▸ Your objective: All lines of the records below that contain the word "process" must be listed.

▸ Records for this exercise:
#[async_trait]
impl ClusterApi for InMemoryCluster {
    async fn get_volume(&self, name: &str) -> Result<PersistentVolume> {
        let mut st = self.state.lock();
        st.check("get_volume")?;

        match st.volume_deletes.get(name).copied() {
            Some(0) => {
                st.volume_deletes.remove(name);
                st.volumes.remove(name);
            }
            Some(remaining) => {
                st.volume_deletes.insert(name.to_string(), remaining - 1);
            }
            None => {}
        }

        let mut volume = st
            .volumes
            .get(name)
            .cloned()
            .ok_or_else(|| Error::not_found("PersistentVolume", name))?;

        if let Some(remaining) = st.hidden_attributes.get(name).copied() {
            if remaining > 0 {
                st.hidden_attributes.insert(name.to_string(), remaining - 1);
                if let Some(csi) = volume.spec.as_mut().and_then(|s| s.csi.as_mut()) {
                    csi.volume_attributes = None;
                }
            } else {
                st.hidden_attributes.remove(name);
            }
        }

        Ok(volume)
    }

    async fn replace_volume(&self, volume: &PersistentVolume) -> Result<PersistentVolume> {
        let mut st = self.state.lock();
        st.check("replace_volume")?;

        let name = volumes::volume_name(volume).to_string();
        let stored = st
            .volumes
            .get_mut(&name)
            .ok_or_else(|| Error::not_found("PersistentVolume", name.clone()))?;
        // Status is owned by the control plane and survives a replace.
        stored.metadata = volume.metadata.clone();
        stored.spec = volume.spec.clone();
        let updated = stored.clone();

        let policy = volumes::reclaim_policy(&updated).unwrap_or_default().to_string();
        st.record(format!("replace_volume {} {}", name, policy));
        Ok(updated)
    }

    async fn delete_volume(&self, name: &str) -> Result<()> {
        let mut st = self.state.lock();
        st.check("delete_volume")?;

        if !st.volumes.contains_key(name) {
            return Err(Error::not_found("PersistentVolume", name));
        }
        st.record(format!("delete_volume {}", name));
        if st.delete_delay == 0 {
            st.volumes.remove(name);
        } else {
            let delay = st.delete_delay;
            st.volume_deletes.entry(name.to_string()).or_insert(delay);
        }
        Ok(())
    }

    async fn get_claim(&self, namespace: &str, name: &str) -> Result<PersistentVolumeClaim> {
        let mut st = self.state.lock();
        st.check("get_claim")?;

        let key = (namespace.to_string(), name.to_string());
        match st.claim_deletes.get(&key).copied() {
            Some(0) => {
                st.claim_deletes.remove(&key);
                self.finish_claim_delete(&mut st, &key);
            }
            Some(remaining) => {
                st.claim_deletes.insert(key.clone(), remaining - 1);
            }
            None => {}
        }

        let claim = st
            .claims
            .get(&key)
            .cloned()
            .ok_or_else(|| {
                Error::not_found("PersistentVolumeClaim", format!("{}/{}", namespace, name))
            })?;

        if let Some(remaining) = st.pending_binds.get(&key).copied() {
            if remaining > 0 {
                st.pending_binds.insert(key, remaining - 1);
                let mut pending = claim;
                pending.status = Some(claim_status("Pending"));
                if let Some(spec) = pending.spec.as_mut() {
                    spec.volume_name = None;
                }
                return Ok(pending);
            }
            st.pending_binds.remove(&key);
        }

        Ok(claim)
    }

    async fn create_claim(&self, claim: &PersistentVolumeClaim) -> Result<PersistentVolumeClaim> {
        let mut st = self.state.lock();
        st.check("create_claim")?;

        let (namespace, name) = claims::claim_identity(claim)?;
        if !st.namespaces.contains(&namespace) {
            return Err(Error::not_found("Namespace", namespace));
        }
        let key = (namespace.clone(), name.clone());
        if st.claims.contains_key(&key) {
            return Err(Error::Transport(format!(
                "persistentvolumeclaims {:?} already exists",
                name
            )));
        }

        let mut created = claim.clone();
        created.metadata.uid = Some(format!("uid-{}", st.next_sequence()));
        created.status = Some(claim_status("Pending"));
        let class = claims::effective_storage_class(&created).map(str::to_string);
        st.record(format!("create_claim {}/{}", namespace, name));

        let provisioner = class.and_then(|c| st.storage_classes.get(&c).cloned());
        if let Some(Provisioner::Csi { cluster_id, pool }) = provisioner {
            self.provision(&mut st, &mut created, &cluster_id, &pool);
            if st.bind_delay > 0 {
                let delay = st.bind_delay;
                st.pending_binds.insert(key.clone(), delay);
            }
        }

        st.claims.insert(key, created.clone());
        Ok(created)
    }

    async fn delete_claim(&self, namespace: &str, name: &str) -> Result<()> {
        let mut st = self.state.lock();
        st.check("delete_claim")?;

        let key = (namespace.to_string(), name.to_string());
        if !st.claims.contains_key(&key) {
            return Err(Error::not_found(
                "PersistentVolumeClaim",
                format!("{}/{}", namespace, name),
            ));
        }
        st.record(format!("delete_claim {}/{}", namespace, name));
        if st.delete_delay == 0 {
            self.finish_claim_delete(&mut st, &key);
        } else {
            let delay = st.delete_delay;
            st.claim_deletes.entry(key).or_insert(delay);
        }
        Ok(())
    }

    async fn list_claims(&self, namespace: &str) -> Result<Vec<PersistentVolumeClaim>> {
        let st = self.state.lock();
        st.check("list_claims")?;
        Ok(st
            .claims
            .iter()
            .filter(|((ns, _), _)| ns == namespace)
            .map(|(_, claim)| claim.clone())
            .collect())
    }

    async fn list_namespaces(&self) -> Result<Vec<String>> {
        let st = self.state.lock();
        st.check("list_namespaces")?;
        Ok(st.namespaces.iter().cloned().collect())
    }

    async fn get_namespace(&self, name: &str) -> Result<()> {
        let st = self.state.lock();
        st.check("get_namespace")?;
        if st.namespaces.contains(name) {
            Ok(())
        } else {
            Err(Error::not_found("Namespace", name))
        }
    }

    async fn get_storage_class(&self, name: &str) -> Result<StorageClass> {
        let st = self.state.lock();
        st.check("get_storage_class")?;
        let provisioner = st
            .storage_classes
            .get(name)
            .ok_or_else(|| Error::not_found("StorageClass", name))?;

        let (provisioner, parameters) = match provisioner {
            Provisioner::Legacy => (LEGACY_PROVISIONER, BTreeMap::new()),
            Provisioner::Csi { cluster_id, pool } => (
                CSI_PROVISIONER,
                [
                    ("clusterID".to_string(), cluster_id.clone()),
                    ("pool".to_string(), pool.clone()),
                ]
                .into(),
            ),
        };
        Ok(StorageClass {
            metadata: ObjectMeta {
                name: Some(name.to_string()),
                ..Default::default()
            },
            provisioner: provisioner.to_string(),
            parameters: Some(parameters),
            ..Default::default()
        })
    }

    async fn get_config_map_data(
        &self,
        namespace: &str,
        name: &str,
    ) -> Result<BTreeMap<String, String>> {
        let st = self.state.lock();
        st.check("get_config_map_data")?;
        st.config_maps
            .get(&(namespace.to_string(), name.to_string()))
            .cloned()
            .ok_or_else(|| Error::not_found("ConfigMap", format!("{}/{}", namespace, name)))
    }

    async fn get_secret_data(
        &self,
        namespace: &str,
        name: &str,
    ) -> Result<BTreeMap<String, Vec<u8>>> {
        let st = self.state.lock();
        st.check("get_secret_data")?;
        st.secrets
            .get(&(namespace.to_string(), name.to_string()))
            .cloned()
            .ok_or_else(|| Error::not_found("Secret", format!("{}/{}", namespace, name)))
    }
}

---

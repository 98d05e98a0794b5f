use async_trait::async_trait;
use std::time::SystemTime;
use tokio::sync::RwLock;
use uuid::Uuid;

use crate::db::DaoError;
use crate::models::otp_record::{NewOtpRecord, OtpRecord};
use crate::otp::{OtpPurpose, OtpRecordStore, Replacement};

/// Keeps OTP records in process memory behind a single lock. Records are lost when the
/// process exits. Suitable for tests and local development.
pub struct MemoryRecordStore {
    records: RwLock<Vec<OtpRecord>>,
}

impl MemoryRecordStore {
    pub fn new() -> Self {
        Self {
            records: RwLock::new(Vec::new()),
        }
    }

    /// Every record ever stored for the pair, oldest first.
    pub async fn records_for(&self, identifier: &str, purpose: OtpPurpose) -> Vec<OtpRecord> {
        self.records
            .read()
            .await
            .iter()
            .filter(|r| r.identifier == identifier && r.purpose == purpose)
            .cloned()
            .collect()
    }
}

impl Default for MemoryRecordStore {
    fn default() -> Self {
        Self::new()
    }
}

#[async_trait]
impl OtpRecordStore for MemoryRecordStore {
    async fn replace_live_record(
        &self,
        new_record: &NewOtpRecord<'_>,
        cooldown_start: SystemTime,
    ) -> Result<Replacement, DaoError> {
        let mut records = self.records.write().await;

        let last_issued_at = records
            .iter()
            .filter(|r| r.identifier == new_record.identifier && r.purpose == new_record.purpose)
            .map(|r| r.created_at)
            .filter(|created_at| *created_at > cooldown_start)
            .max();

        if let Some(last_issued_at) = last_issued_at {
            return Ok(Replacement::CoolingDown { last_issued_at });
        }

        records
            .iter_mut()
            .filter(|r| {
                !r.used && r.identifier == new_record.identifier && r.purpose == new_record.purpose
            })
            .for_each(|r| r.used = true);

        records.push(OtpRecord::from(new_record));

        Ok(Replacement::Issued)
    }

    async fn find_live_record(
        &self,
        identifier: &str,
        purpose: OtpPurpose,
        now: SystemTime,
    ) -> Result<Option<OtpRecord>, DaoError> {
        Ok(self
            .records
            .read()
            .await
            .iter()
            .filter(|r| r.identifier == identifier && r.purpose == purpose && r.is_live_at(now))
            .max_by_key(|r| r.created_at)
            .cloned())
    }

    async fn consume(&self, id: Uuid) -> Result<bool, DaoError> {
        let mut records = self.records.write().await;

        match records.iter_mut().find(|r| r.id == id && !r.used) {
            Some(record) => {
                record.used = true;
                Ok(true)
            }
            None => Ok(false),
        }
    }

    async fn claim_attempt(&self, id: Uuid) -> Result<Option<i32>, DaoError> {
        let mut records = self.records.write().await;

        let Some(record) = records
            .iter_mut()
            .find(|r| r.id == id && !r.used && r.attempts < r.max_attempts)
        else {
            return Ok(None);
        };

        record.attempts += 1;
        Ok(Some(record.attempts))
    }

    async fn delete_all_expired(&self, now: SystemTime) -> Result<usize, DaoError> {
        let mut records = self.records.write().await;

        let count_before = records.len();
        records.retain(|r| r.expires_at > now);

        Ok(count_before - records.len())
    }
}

* * *

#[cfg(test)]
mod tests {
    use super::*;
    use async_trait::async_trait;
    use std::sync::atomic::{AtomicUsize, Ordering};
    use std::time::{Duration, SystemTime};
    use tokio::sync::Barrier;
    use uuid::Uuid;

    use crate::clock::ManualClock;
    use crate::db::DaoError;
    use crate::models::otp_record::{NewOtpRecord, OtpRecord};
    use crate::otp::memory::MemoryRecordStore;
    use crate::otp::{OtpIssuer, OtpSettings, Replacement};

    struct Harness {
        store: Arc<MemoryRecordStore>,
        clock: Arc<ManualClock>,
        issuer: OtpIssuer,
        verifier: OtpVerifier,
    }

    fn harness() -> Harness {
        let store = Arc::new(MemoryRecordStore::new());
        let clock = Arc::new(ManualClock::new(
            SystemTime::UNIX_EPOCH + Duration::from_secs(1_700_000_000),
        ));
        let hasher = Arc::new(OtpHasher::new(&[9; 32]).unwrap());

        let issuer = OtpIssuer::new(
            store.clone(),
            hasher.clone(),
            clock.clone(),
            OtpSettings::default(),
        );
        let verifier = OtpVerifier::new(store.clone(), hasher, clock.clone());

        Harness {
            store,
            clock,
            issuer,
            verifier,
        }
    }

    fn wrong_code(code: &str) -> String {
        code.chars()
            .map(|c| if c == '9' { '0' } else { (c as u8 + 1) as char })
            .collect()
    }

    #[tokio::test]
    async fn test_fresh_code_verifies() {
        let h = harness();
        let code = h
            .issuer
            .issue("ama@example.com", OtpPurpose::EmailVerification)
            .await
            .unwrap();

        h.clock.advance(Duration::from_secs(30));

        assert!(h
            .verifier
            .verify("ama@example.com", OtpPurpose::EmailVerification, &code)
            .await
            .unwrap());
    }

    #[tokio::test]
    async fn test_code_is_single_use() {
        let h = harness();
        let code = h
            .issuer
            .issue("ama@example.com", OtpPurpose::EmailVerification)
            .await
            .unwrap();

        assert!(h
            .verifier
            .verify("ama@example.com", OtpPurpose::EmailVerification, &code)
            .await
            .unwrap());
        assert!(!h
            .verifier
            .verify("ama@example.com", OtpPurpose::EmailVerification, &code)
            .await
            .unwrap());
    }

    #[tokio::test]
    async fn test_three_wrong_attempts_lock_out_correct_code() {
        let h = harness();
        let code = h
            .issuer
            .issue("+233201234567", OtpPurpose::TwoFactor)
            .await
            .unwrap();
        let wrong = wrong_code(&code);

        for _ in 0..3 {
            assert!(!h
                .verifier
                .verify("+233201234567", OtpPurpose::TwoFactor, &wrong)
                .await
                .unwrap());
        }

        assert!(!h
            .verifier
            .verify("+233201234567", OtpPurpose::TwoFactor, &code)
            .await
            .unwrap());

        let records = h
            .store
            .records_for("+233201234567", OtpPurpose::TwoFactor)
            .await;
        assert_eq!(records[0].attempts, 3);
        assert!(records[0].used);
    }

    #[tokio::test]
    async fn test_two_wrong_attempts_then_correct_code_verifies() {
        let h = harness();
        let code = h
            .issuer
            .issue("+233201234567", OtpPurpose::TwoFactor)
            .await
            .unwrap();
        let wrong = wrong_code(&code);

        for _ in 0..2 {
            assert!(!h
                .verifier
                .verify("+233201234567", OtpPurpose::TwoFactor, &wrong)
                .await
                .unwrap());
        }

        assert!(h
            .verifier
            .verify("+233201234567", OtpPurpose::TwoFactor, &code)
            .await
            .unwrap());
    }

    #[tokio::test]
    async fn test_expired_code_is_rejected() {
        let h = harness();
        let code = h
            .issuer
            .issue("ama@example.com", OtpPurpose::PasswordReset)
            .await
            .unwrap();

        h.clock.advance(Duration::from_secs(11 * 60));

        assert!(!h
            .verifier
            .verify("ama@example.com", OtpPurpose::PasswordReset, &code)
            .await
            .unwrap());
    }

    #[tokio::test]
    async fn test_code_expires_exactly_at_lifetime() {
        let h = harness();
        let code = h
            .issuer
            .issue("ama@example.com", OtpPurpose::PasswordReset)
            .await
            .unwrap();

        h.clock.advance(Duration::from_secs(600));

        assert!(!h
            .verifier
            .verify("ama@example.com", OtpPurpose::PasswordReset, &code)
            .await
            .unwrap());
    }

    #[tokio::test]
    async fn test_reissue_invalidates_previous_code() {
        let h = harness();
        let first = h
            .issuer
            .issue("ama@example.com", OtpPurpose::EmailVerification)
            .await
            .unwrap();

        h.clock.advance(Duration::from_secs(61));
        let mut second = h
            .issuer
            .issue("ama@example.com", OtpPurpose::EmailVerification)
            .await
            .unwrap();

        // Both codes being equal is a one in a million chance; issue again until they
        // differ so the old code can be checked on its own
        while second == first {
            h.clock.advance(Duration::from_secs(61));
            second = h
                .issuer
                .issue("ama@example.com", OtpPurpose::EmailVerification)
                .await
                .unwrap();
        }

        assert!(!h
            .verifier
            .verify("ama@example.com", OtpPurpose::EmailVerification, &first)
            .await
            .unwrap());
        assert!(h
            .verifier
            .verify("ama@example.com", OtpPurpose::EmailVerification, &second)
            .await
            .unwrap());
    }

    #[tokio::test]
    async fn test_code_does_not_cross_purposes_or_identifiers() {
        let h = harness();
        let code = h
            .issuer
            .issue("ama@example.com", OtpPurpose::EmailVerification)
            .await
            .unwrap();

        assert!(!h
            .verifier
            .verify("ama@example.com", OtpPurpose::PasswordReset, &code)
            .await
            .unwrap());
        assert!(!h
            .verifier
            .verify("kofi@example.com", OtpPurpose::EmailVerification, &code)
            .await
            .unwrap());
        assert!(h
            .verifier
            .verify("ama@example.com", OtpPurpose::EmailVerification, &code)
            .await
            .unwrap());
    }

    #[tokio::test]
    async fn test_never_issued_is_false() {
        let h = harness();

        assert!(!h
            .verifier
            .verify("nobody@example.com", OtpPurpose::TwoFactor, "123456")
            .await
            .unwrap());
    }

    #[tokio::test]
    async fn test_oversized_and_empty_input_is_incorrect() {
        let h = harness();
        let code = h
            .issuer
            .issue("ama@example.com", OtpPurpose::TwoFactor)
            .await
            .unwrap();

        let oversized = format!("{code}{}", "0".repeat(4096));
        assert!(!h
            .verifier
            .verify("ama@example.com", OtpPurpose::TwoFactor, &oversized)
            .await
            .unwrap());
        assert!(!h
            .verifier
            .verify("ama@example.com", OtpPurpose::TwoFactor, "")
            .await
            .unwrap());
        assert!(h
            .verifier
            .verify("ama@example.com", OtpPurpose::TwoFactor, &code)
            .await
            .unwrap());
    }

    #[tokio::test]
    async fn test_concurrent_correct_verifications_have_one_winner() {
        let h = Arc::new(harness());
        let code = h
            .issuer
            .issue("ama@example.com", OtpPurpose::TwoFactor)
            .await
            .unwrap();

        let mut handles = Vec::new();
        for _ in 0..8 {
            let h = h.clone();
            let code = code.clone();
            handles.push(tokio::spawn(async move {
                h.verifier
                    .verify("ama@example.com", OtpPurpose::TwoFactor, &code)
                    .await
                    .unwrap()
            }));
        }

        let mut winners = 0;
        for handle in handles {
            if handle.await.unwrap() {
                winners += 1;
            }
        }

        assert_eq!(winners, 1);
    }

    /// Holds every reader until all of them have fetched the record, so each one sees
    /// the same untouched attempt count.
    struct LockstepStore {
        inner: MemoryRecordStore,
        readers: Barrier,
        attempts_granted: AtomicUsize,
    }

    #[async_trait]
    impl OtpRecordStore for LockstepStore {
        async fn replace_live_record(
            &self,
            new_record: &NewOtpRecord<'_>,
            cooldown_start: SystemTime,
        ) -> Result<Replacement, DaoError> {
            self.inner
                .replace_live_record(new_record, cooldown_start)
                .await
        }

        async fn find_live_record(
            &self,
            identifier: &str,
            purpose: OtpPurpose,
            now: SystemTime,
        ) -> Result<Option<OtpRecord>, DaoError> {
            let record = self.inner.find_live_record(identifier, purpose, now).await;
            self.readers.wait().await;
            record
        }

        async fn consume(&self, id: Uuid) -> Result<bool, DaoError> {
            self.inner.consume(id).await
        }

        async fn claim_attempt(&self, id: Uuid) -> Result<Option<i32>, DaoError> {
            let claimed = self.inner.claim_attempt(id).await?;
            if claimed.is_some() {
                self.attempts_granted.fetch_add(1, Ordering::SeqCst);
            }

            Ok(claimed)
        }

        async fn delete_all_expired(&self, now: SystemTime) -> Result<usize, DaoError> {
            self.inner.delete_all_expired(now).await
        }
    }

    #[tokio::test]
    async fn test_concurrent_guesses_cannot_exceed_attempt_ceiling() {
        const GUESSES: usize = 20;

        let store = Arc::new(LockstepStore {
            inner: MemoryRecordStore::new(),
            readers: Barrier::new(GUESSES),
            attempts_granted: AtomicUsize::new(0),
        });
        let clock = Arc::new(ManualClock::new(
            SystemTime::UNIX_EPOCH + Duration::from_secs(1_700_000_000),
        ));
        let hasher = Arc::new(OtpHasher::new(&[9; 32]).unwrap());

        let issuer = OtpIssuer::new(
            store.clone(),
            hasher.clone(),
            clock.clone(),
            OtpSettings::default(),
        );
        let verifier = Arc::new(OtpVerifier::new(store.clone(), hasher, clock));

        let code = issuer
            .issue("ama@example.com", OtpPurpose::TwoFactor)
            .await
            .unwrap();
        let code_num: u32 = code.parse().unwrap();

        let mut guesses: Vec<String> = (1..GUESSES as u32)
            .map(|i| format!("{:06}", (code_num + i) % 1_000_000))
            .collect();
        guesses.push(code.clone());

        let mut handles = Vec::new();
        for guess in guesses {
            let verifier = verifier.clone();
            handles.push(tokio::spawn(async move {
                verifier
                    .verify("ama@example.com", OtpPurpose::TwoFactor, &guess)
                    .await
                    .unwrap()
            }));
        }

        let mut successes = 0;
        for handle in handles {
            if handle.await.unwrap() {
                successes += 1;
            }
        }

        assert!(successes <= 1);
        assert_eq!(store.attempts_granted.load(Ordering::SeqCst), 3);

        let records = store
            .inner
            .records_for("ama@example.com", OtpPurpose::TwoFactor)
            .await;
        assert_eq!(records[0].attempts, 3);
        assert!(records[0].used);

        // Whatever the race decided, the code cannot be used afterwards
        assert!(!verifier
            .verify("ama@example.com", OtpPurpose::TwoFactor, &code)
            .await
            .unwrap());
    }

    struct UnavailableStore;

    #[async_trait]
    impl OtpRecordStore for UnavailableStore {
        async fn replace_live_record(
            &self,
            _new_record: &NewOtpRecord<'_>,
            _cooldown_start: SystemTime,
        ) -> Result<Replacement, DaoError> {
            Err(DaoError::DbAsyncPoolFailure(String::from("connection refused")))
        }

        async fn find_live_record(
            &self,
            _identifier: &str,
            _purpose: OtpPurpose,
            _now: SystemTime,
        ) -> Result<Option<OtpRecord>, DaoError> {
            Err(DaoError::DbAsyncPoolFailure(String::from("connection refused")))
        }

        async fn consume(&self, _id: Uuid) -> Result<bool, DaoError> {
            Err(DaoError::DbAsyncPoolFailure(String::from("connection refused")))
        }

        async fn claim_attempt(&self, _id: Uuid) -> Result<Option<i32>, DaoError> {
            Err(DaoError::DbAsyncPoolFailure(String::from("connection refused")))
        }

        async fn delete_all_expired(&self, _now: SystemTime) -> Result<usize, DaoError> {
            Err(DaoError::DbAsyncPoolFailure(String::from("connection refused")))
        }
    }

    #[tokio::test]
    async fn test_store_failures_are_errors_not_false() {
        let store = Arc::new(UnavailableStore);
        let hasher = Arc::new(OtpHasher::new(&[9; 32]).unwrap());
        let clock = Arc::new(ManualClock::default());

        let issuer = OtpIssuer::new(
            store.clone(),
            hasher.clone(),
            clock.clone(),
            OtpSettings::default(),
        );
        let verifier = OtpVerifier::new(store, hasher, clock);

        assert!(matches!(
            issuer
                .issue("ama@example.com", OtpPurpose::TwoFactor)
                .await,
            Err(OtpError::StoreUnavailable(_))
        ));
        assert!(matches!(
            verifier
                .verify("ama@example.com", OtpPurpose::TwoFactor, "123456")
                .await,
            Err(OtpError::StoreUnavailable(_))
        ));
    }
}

▸ Solved problem:
/// Keeps OTP records in process memory behind a single lock. Records are lost when the
/// process exits. Suitable for tests and local development.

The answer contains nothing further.